They're anything but sexy growth companies. In fact, some investors view the market's oldest and best-established dividend payers as downright boring.
The fact of the matter is, however, that Dividend Aristocrats -- businesses that have increased their payouts for 25 consecutive years or more -- are great retirement holdings for a variety of reasons. Three stand out above the rest.
1. Dividend payouts tend to increase in step with inflation (at least)
High dividend yields can be enticing to investors -- but how long will a yield be "high"? If the dollar figure being dished out doesn't grow over time, inflation will steadily diminish a payout's value. That can be a particular problem for retired folks hoping to use their dividend income to pay their ever-rising bills.
Dividend Aristocrats have a track record of addressing this problem. Their payouts have grown reliably every year, and the companies have a vested interest in keeping their streaks going. In most cases, their payouts have outpaced the nation's typical inflation rate of around 3%. The average Dividend Aristocrat's payout has improved by more than 7% annually for the past five years.
Take Procter & Gamble (PG -3.48%). Its quarterly dividend has grown from $0.0496 per share in 1989 to $0.79 now. That's a compound annual growth rate of a little over 9% per year, easily topping the inflation rate.

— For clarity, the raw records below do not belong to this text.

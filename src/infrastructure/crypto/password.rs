//! Password hashing utilities

use bcrypt::{hash, verify};

pub use bcrypt::DEFAULT_COST;

/// Lowest work factor bcrypt accepts (mirrors bcrypt's private `MIN_COST`)
pub const MIN_COST: u32 = 4;

/// Hash a password using bcrypt with the given work factor
pub fn hash_password(password: &str, cost: u32) -> Result<String, bcrypt::BcryptError> {
    hash(password, cost)
}

/// Verify a password against a hash
pub fn verify_password(password: &str, hash: &str) -> Result<bool, bcrypt::BcryptError> {
    verify(password, hash)
}
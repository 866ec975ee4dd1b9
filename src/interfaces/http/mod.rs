//! HTTP REST API interfaces
//!
//! - `common`: error envelope, `ApiError`, `ValidatedJson`
//! - `middleware`: `X-User-ID` identity middleware
//! - `modules`: DTOs and handlers per resource
//! - `router`: API router with Swagger documentation

pub mod common;
pub mod middleware;
pub mod modules;
pub mod router;

pub use router::{create_api_router, AppState};
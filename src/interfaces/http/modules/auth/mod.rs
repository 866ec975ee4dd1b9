//! Authentication module: register and login

pub mod dto;
pub mod handlers;

pub use dto::*;
pub use handlers::*;
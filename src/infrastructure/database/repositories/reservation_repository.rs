//! SeaORM implementation of ReservationRepository

use async_trait::async_trait;
use chrono::Utc;
use sea_orm::sea_query::Expr;
use sea_orm::{
    ActiveModelTrait, ColumnTrait, DatabaseConnection, EntityTrait, NotSet, QueryFilter,
    QueryOrder, Set,
};
use tracing::debug;

use crate::domain::reservation::{
    NewReservation, Reservation, ReservationFilter, ReservationRepository, ReservationStatus,
};
use crate::domain::DomainResult;
use crate::infrastructure::database::entities::reservation;

pub struct SeaOrmReservationRepository {
    db: DatabaseConnection,
}

impl SeaOrmReservationRepository {
    pub fn new(db: DatabaseConnection) -> Self {
        Self { db }
    }
}

// ── Conversion helpers ──────────────────────────────────────────

impl From<ReservationStatus> for reservation::Status {
    fn from(status: ReservationStatus) -> Self {
        match status {
            ReservationStatus::Pending => Self::Pending,
            ReservationStatus::Confirmed => Self::Confirmed,
            ReservationStatus::Cancelled => Self::Cancelled,
        }
    }
}

impl From<reservation::Status> for ReservationStatus {
    fn from(status: reservation::Status) -> Self {
        match status {
            reservation::Status::Pending => Self::Pending,
            reservation::Status::Confirmed => Self::Confirmed,
            reservation::Status::Cancelled => Self::Cancelled,
        }
    }
}

fn model_to_domain(m: reservation::Model) -> Reservation {
    Reservation {
        id: m.id,
        user_id: m.user_id,
        date: m.date,
        time: m.time,
        people: m.people,
        comment: m.comment,
        status: m.status.into(),
        created_at: m.created_at,
        updated_at: m.updated_at,
    }
}

// ── ReservationRepository impl ──────────────────────────────────

#[async_trait]
impl ReservationRepository for SeaOrmReservationRepository {
    async fn create(&self, r: NewReservation) -> DomainResult<Reservation> {
        debug!(user_id = r.user_id, date = %r.date, "Saving reservation");
        let now = Utc::now();
        let status = r.initial_status();

        let model = reservation::ActiveModel {
            id: NotSet,
            user_id: Set(r.user_id),
            date: Set(r.date),
            time: Set(r.time),
            people: Set(r.people),
            comment: Set(r.comment),
            status: Set(status.into()),
            created_at: Set(now),
            updated_at: Set(now),
        };
        let saved = model.insert(&self.db).await?;
        Ok(model_to_domain(saved))
    }

    async fn find_by_id(&self, id: i32) -> DomainResult<Option<Reservation>> {
        let model = reservation::Entity::find_by_id(id).one(&self.db).await?;
        Ok(model.map(model_to_domain))
    }

    async fn list(&self, filter: ReservationFilter) -> DomainResult<Vec<Reservation>> {
        let mut query = reservation::Entity::find();

        if let Some(user_id) = filter.user_id {
            query = query.filter(reservation::Column::UserId.eq(user_id));
        }
        if let Some(date) = filter.date {
            query = query.filter(reservation::Column::Date.eq(date));
        }
        if let Some(status) = filter.status {
            query = query.filter(reservation::Column::Status.eq(reservation::Status::from(status)));
        }

        let models = query
            .order_by_asc(reservation::Column::Date)
            .order_by_asc(reservation::Column::Time)
            .order_by_asc(reservation::Column::Id)
            .all(&self.db)
            .await?;
        Ok(models.into_iter().map(model_to_domain).collect())
    }

    async fn update_status(
        &self,
        id: i32,
        expected: ReservationStatus,
        next: ReservationStatus,
    ) -> DomainResult<Option<Reservation>> {
        debug!(id, from = %expected, to = %next, "Updating reservation status");

        let result = reservation::Entity::update_many()
            .col_expr(
                reservation::Column::Status,
                Expr::value(reservation::Status::from(next)),
            )
            .col_expr(reservation::Column::UpdatedAt, Expr::value(Utc::now()))
            .filter(reservation::Column::Id.eq(id))
            .filter(reservation::Column::Status.eq(reservation::Status::from(expected)))
            .exec(&self.db)
            .await?;

        if result.rows_affected == 0 {
            return Ok(None);
        }
        self.find_by_id(id).await
    }
}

2. Income is reliable even as other companies stop paying
There are few investment-related events more disappointing than when a stock you bought and held as an income generator suddenly stops paying its dividend. It happens though. Several dozen S&P 500 companies have cut their payouts this year due to the challenging economic environment created by the COVID-19 pandemic. These former stalwarts include well-known companies like Wells Fargo, Walt Disney, and General Motors. So far though, no Dividend Aristocrats have done so, though one -- ExxonMobil -- failed to increase its payout in 2020.
This may ultimately be a reflection of an often-overlooked nuance of those particular stocks. Managers of most Dividend Aristocrats leave themselves plenty of financial wiggle room to maintain their payouts when things turn fiscally tough. While the individual numbers vary widely from one company to the next, the typical Dividend Aristocrat's dividend payout ratio rarely exceeds 60% to 80% for long periods of time, depending on the condition of the economy. That leaves a decent-sized cushion for the occasional rough patch.

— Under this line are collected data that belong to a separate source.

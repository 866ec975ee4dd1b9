use async_trait::async_trait;

use super::{CreateUserDto, User};
use crate::domain::DomainResult;

#[async_trait]
pub trait UserRepository: Send + Sync {
    /// Insert a user. Fails with `DomainError::Conflict` if the email is taken.
    async fn create(&self, dto: CreateUserDto) -> DomainResult<User>;

    async fn find_by_id(&self, id: i32) -> DomainResult<Option<User>>;
    async fn find_by_email(&self, email: &str) -> DomainResult<Option<User>>;

    /// Load every user whose id is in `ids`. Unknown ids are skipped.
    async fn find_by_ids(&self, ids: &[i32]) -> DomainResult<Vec<User>>;
}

3. Investors' principal can grow while they collect dividends
Finally, though income investors may not primarily purchase dividend stocks for their share price appreciation potential, these stocks can, of course, rise in value. In fact, as a group, those companies that dish out the most reliable (and reliably growing) dividends also tend to produce above-average share price gains.
Take Dividend Aristocrat Lowe's (LOW -0.79%) as an example. Over the course of the past 10 years, the home improvement retailer has grown its quarterly payout from to $0.11 per share to $0.60. During this same period though, its shares have soared from $26 to their current value of $155. A shareholder who had steadily reinvested their dividends over that period would have banked a little more than a 700% return on their investment, but even those who didn't would still be up by nearly 600%.
Granted, that's a rather extreme degree of capital appreciation from a solid dividend payer. This type of growth-and-income combo story is hardly unusual, however. Recent numbers from Ned Davis Research affirm stocks of companies that make a point of starting and/or raising their dividends -- like the Dividend Aristocrats -- consistently outperform the S&P 500. Moreover, the companies that don't consume the bulk of their profits in making dividend payments -- again like the Dividend Aristocrats -- also generally outperform the broad market. The most interesting part of this Ned Davis Research data? For nearly the past 50 years, S&P 500 companies with policies that call for consistent dividend growth have averaged returns that top non-dividend paying stocks' returns by more than 7 percentage points per year.
Take the hint
None of this is to suggest the entirety of your retirement portfolio should consist of Dividend Aristocrats. But that wouldn't necessarily be a strategic misstep either. There's a lot to be said for reliable income growth... and the rewards go beyond the actual income. The market has historically rewarded quality names that are consistently capable of upping their quarterly payouts.